On Friday, 10 March 2017 at 20:31:59 UTC, Ola Fosheim Grøstad wrote:
On Friday, 10 March 2017 at 19:53:52 UTC, Ali Çehreli wrote:
- constexpr (a poor man's CTFE)
- Type inference
- Range-based for
- Lambdas

As far as I can tell C++11 was mostly an absorption of existing practices, largely syntactical in nature. Lambdas are only syntactical sugar over function objects (which in turn is a weak version of Beta patterns, a language Bjarne most certainly knew of as he has complained about someone running off with his book on the language and the fact that he shows a lot of respect for Kristen Nygaard). The for loop was pure syntactical sugar over STL iterators, on the level of a C-macro...

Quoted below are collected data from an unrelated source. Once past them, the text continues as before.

impl SearchEngine {

    pub fn new() -> SearchEngine {
        SearchEngine {
            tp: TransTable::new(TABLE_SIZE),
            tpf: TransTable::new(TABLE_SIZE),
            tpab: TransTable::new(TABLE_SIZE),
            moves: MoveTable::new(),
            book: OpeningBook::new(),
            nodes: 0,
        }
    }

    // Forget everything searched so far (the opening book stays).
    // Tables are NOT flushed between searches by default; callers use
    // this between unrelated games.
    pub fn reset(&mut self) {
        self.tp.clear();
        self.tpf.clear();
        self.tpab.clear();
        self.moves.clear();
        self.nodes = 0;
    }

    // The legal moves of a position, through the memo
    pub fn legal(&mut self, pos: &Position) -> Vec<Move> {
        self.moves.gen(&pos.board)
    }

    // Load an opening book file; a missing file leaves the book empty
    pub fn load_book(&mut self, path: &str) -> (usize, usize) {
        self.book.read_file(path, &mut self.moves)
    }

    // Nodes visited by the last search
    pub fn node_count(&self) -> u64 {
        self.nodes
    }

    // Null-window alpha-beta with memory: [alpha, beta] = [gamma-1,
    // gamma].  Gamma is a guess of the exact score; children are cut
    // off as soon as the real score reaches it.  Fail-soft: the return
    // value may fall outside the window.
    fn bound(&mut self, pos: &Position, gamma: i32, depth: i32) -> i32 {
        self.nodes += 1;

        // The stored result settles this node if it was searched at
        // least this deep and its fail direction agrees with our
        // window.
        let key = pos.key();
        let entry = self.tp.probe(&key).cloned();
        if let Some(e) = &entry {
            if depth <= e.depth
                && ((e.score < e.gamma && e.score < gamma)
                    || (e.score >= e.gamma && e.score >= gamma))
            {
                return e.score;
            }
        }

        // Stop searching if the game is already decided
        if pos.score.abs() >= MATE_VALUE {
            return pos.score;
        }

        // NULL MOVE HEURISTIC.  Give the opponent a free shot; if the
        // position still exceeds gamma, searching our own moves would
        // exceed it as well.
        if depth >= 4 && !moves::has_capture(&pos.board) {
            let r = if depth > 8 { 3 } else { 2 };
            let nullscore = -self.bound(&pos.rotate(), 1 - gamma, depth - 1 - r);
            if nullscore >= gamma {
                return nullscore;
            }
        }

        // QUIESCENCE: evaluate only once the horizon is reached AND
        // the position has no capture hanging.
        if depth <= 0 && !moves::has_capture(&pos.board) {
            return pos.score;
        }

        // Order moves by their immediate evaluation delta to provoke
        // early cut-offs.
        let mut move_list = self.moves.gen(&pos.board);
        move_list.sort_by_key(|m| Reverse(pos.eval_move(m)));

        let mut best = -MATE_VALUE;
        let mut best_move: Option<Move> = None;
        for m in &move_list {
            let score = -self.bound(&pos.do_move(m), 1 - gamma, depth - 1);
            if score > best {
                best = score;
                best_move = Some(m.clone());
            }
            if score >= gamma {
                break;
            }
        }

        // Store fail-high results, preferring deeper ones: those are
        // the entries the principal variation is rebuilt from.
        let replace = match &entry {
            None => true,
            Some(e) => depth >= e.depth && best >= gamma,
        };
        if replace {
            self.tp.store(key, EntryTp { depth, score: best, gamma, mv: best_move });
        }

        best
    }

    // Iterative deepening MTD-bi search: at each depth, binary-search
    // the score with null-window probes.  Returns the best move found
    // and its score; the move is None if the root has no entry.
    pub fn search(&mut self, pos: &Position, max_nodes: u64) -> (Option<Move>, i32) {
        if let Some(m) = self.book.search_move(pos, &mut self.moves) {
            println!("Move from opening book");
            self.tp.store(
                pos.key(),
                EntryTp { depth: 0, score: pos.score, gamma: 0, mv: Some(m.clone()) },
            );
            return (Some(m), pos.score);
        }

        self.nodes = 0;
        println!("thinking ....   max nodes: {}", max_nodes);
        println!("{:>8} {:>8} {:>8} {:>8}", "depth", "nodes", "gamma", "score");

        let mut score = pos.score;
        // The depth is capped so the endgame cannot blow the stack
        for depth in 1..99 {
            // Binary search on the score of the position.  Entries
            // pulled from the transposition table may break the
            // invariant lower <= score <= upper, hence the margin in
            // the loop condition.
            let (mut lower, mut upper) = (-MATE_VALUE, MATE_VALUE);
            let mut gamma = 0;
            while lower < upper - 3 {
                gamma = (lower + upper + 1).div_euclid(2);
                score = self.bound(pos, gamma, depth);
                if score >= gamma {
                    lower = score;
                } else {
                    upper = score;
                }
            }

            println!("{:>8} {:>8} {:>8} {:>8}", depth, self.nodes, gamma, score);

            // Stop deepening when the budget is spent or the game is
            // decided.
            if self.nodes >= max_nodes || score.abs() >= MATE_VALUE {
                break;
            }
        }

        match self.tp.probe(&pos.key()) {
            Some(e) => (e.mv.clone(), e.score),
            None => (None, score),
        }
    }

    // Fail-soft negamax restricted to forced lines.  The root side
    // only plays captures or moves that leave the opponent with a
    // capture; the opponent only plays captures.  When no move
    // survives the filter the line cannot be forced further and the
    // position evaluates as it stands.
    fn minimax_pvf(&mut self, pos: &Position, depth: i32, player: usize) -> i32 {
        self.nodes += 1;

        let key = pos.key();
        let entry = self.tpf.probe(&key).cloned();
        if let Some(e) = &entry {
            if depth <= e.depth {
                return e.score;
            }
        }

        // QUIESCENCE as in the main search
        if depth <= 0 && !moves::has_capture(&pos.board) {
            return pos.score;
        }

        let move_list = self.moves.gen(&pos.board);
        let mut best = -MATE_VALUE;
        let mut best_move: Option<Move> = None;
        let mut considered = 0;
        for m in &move_list {
            let child = pos.do_move(m);
            if player == 0 && !m.is_capture() && !moves::has_capture(&child.board) {
                // Only look at moves that lead to a capture for the
                // opponent; own captures are always inspected.
                continue;
            }
            if player == 1 && !m.is_capture() {
                continue;
            }
            considered += 1;
            let score = -self.minimax_pvf(&child, depth - 1, 1 - player);
            if score > best {
                best = score;
                best_move = Some(m.clone());
            }
        }

        if considered == 0 {
            // No move keeps the opponent forced
            return pos.score;
        }

        let replace = match &entry {
            None => true,
            Some(e) => depth > e.depth,
        };
        if replace {
            self.tpf.store(key, EntryPvf { depth, score: best, mv: best_move });
        }

        best
    }

    // Iterative deepening of the forced-variation search
    pub fn search_pvf(&mut self, pos: &Position, max_nodes: u64) -> (Option<Move>, i32) {
        self.nodes = 0;
        println!("thinking ....   max nodes: {}", max_nodes);
        println!("{:>8} {:>8} {:>8}", "depth", "nodes", "score");

        let mut best = pos.score;
        for depth in 1..99 {
            best = self.minimax_pvf(pos, depth, 0);

            println!("{:>8} {:>8} {:>8}", depth, self.nodes, best);

            if self.nodes >= max_nodes {
                break;
            }
        }

        match self.tpf.probe(&pos.key()) {
            Some(e) => (e.mv.clone(), best),
            None => (None, best),
        }
    }

    // Fail-soft alpha-beta with explicit player sides: player 0
    // maximises, player 1 minimises, the score always reads from the
    // root side's perspective.
    fn alphabeta(
        &mut self,
        pos: &Position,
        alpha: i32,
        beta: i32,
        depth_left: i32,
        player: usize,
    ) -> i32 {
        self.nodes += 1;

        let key = pos.key();
        let entry = self.tpab.probe(&key).cloned();
        if let Some(e) = &entry {
            if depth_left <= e.depth {
                return e.score;
            }
        }

        if pos.score.abs() >= MATE_VALUE {
            return pos.score;
        }

        // NULL MOVE HEURISTIC, against beta for the maximiser and
        // against alpha for the minimiser
        if depth_left >= 4 && !moves::has_capture(&pos.board) {
            let r = if depth_left > 8 { 3 } else { 2 };
            let nullscore =
                self.alphabeta(&pos.rotate(), alpha, alpha + 1, depth_left - 1 - r, 1 - player);
            if player == 0 && nullscore >= beta {
                return beta;
            }
            if player == 1 && nullscore <= alpha {
                return alpha;
            }
        }

        let mut move_list = self.moves.gen(&pos.board);
        move_list.sort_by_key(|m| Reverse(pos.eval_move(m)));

        let best_value;
        let mut best_move: Option<Move> = None;
        if player == 0 {
            // QUIESCENCE
            if depth_left <= 0 && !moves::has_capture(&pos.board) {
                return pos.score;
            }
            let mut best = -MATE_VALUE;
            let mut alpha_max = alpha;
            for m in &move_list {
                let score = self.alphabeta(&pos.do_move(m), alpha_max, beta, depth_left - 1, 1);
                if score > best {
                    best = score;
                    best_move = Some(m.clone());
                }
                alpha_max = alpha_max.max(best);
                if alpha_max >= beta {
                    break;
                }
            }
            best_value = best;
        } else {
            // QUIESCENCE, negated: pos.score is the mover's view and
            // the mover here is the opponent
            if depth_left <= 0 && !moves::has_capture(&pos.board) {
                return -pos.score;
            }
            let mut best = MATE_VALUE;
            let mut beta_min = beta;
            for m in &move_list {
                let score = self.alphabeta(&pos.do_move(m), alpha, beta_min, depth_left - 1, 0);
                if score < best {
                    best = score;
                    best_move = Some(m.clone());
                }
                beta_min = beta_min.min(best);
                if beta_min <= alpha {
                    break;
                }
            }
            best_value = best;
        }

        let replace = match &entry {
            None => true,
            Some(e) => depth_left > e.depth,
        };
        if replace {
            self.tpab.store(key, EntryAb { depth: depth_left, score: best_value, mv: best_move });
        }

        best_value
    }

    // Iterative deepening alpha-beta enhanced with aspiration windows:
    // search with a narrow window around the previous score, and fall
    // back to the full window at the same depth when the score lands
    // outside it.
    pub fn search_ab(&mut self, pos: &Position, max_nodes: u64) -> (Option<Move>, i32) {
        self.nodes = 0;
        println!("thinking ....   max nodes: {}", max_nodes);
        println!(
            "{:>8} {:>8} {:>8} {:>8} {:>8}",
            "depth", "nodes", "score", "alpha", "beta"
        );

        let (mut alpha, mut beta) = (-MATE_VALUE, MATE_VALUE);
        let mut depth_left = 1;
        let mut score = pos.score;
        while depth_left < 99 {
            score = self.alphabeta(pos, alpha, beta, depth_left, 0);

            println!(
                "{:>8} {:>8} {:>8} {:>8} {:>8}",
                depth_left, self.nodes, score, alpha, beta
            );

            if self.nodes >= max_nodes || score.abs() >= MATE_VALUE {
                break;
            }

            if score <= alpha || score >= beta {
                // Fail low/high: re-search the same depth with the
                // full window.
                alpha = -MATE_VALUE;
                beta = MATE_VALUE;
                continue;
            }

            alpha = score - AB_WINDOW;
            beta = score + AB_WINDOW;
            depth_left += 1;
        }

        match self.tpab.probe(&pos.key()) {
            Some(e) => (e.mv.clone(), e.score),
            None => (None, score),
        }
    }
}
//! This module contains the text adapters around the engine core:
//! draughts FEN parsing and rendering, move notation, the matcher
//! that resolves typed moves against the legal-move list, and board
//! and principal-variation rendering for the console.
//!
//! The core always sees a position with the side to move encoded
//! uppercase.  These adapters translate between that rotated view and
//! the absolute view a player reads: for Black, squares are mirrored
//! by `i -> 51 - i` on the way in and out.

use std::collections::HashSet;

use lazy_static::lazy_static;
use regex::Regex;
use thiserror::Error;

use crate::board;
use crate::evaluate;
use crate::moves::Move;
use crate::pieces;
use crate::pieces::{COLOR_BLACK, COLOR_WHITE};
use crate::position::Position;
use crate::search::PvNode;

lazy_static! {
    // Optional move-number prefix, e.g. the "12." of "12.32-28"
    static ref MOVE_PREFIX: Regex = Regex::new(r"^\d{1,2}\.").unwrap();
    // "a-b" for a non-capture, "axb(xc...)" for a capture
    static ref MOVE_TOKEN: Regex = Regex::new(r"^\d{1,2}(-\d{1,2}|(x\d{1,2})+)$").unwrap();
    // One FEN item: a square or a square range, optionally a king
    static ref FEN_ITEM: Regex = Regex::new(r"^K?\d{1,2}(-\d{1,2})?$").unwrap();
}

#[derive(Debug, Error)]
pub enum ParseError {

    #[error("invalid FEN '{0}'")]
    BadFen(String),

    #[error("invalid move notation '{0}'")]
    BadMove(String),
}

// Mirror a square into the other player's point of view
#[inline]
pub fn mirror(square: usize) -> usize {
    51 - square
}

// Parse a move token into its square list, as seen by the engine.
// The optional move-number prefix is stripped; for Black the squares
// are mirrored into the rotated encoding.
pub fn parse_move(color: usize, token: &str) -> Result<Vec<usize>, ParseError> {
    let cleaned = MOVE_PREFIX.replace(token.trim(), "");
    if !MOVE_TOKEN.is_match(&cleaned) {
        return Err(ParseError::BadMove(token.to_string()));
    }
    let mut steps = Vec::new();
    for part in cleaned.split(|c| c == '-' || c == 'x') {
        let square: usize = part
            .parse()
            .map_err(|_| ParseError::BadMove(token.to_string()))?;
        if !(1..=50).contains(&square) {
            return Err(ParseError::BadMove(token.to_string()));
        }
        steps.push(if color == COLOR_BLACK { mirror(square) } else { square });
    }
    Ok(steps)
}

// Render a move in official notation for the given player
pub fn render_move(color: usize, m: &Move) -> String {
    let sep = if m.is_capture() { "x" } else { "-" };
    let squares: Vec<String> = m
        .steps
        .iter()
        .map(|&s| {
            let shown = if color == COLOR_BLACK { mirror(s) } else { s };
            shown.to_string()
        })
        .collect();
    squares.join(sep)
}

// Resolve a parsed square list against the legal moves.  Two squares
// match on origin and destination; a longer list must equal the step
// set of the move (king multi-jumps record leg endpoints, so set
// equality is the right comparison).
pub fn match_move(legal: &[Move], steps: &[usize]) -> Option<Move> {
    if steps.len() < 2 {
        return None;
    }
    if steps.len() == 2 {
        legal
            .iter()
            .find(|m| m.origin() == steps[0] && m.dest() == steps[1])
            .cloned()
    } else {
        let wanted: HashSet<usize> = steps.iter().copied().collect();
        legal
            .iter()
            .find(|m| m.steps.iter().copied().collect::<HashSet<usize>>() == wanted)
            .cloned()
    }
}

// Parse a draughts FEN like "W:W31-50:B1-20" or
// "W:W15,19,K24:B5,8,K30".  Returns the position (rotated so the side
// to move is uppercase) and the colour of the side to move.
pub fn parse_fen(fen: &str) -> Result<(Position, usize), ParseError> {
    let bad = || ParseError::BadFen(fen.to_string());
    let trimmed = fen.trim().trim_end_matches('.');
    let mut parts = trimmed.split(':');

    let side = match parts.next() {
        Some("W") => COLOR_WHITE,
        Some("B") => COLOR_BLACK,
        _ => return Err(bad()),
    };

    let mut b = [pieces::EMPTY; board::BOARD_SIZE];
    b[0] = pieces::OFFBOARD;
    b[51] = pieces::OFFBOARD;
    let mut groups = 0;
    for group in parts {
        let group = group.trim();
        let (man, king, items) = if let Some(rest) = group.strip_prefix('W') {
            (pieces::MAN, pieces::KING, rest)
        } else if let Some(rest) = group.strip_prefix('B') {
            (pieces::OPP_MAN, pieces::OPP_KING, rest)
        } else {
            return Err(bad());
        };
        groups += 1;
        for item in items.split(',') {
            let item = item.trim();
            if item.is_empty() {
                continue;
            }
            if !FEN_ITEM.is_match(item) {
                return Err(bad());
            }
            let (cell, numbers) = match item.strip_prefix('K') {
                Some(rest) => (king, rest),
                None => (man, item),
            };
            let (first, last) = match numbers.split_once('-') {
                Some((a, z)) => (
                    a.parse::<usize>().map_err(|_| bad())?,
                    z.parse::<usize>().map_err(|_| bad())?,
                ),
                None => {
                    let s = numbers.parse::<usize>().map_err(|_| bad())?;
                    (s, s)
                }
            };
            if first < 1 || last > 50 || first > last {
                return Err(bad());
            }
            for s in first..=last {
                b[s] = cell;
            }
        }
    }
    if groups != 2 {
        return Err(bad());
    }

    let pos = Position { board: b, score: evaluate::eval_pos(&b) };
    if side == COLOR_BLACK {
        Ok((pos.rotate(), COLOR_BLACK))
    } else {
        Ok((pos, COLOR_WHITE))
    }
}

// Render a position back to FEN, from the absolute point of view
pub fn render_fen(pos: &Position, color: usize) -> String {
    let b = if color == COLOR_WHITE { pos.board } else { board::rotated(&pos.board) };
    let side = if color == COLOR_WHITE { "W" } else { "B" };
    let mut whites = Vec::new();
    let mut blacks = Vec::new();
    for s in 1..=50 {
        match b[s] {
            pieces::MAN => whites.push(s.to_string()),
            pieces::KING => whites.push(format!("K{}", s)),
            pieces::OPP_MAN => blacks.push(s.to_string()),
            pieces::OPP_KING => blacks.push(format!("K{}", s)),
            _ => {}
        }
    }
    format!("{}:W{}:B{}", side, whites.join(","), blacks.join(","))
}

// Render the board as a text grid in absolute orientation (White at
// the bottom, square 1 top left)
pub fn render_board(pos: &Position, color: usize) -> String {
    let b = if color == COLOR_WHITE { pos.board } else { board::rotated(&pos.board) };
    let mut out = String::new();
    for row in 0..10 {
        if row % 2 == 0 {
            out.push_str("   ");
        }
        for col in 0..5 {
            let s = row * 5 + col + 1;
            out.push(' ');
            out.push(b[s] as char);
            out.push_str("    ");
        }
        out.push('\n');
    }
    out
}

// Render a principal variation as alternating-colour move notation
// followed by the score at the start of the line
pub fn render_pv(start_color: usize, line: &[PvNode]) -> String {
    let mut parts = Vec::new();
    let mut color = start_color;
    for node in line {
        if let Some(m) = &node.mv {
            parts.push(render_move(color, m));
        }
        color = 1 - color;
    }
    if let Some(first) = line.first() {
        parts.push(format!("(score {})", first.score));
    }
    parts.join(" ")
}

// =====================================
//             UNIT TESTS
// =====================================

IMHO... Only from a typical C++ centric perspective can it be claimed that C++11 and higher have not copied (not from D which was most of the time not first). The fact that these features are theorized outside of languages doesn't mean that the last language to implement them can claim the same originality as the first. And everything can be called "syntactic sugar" over assembly, nay machine code. Even C# had lambdas, type inference, some constant folding etc etc years before C++

D has copied these from other languages/theories as well, but the language has been designed from the beginning to accommodate them. And yes often D has implemented them first, which can only be blamed on C++ itself. C++ was designed to be a superset of C including pre-processor, without any foresight, and the can has been kicked down the road since -- and each time it could be kicked only with the approval of an ISO committee.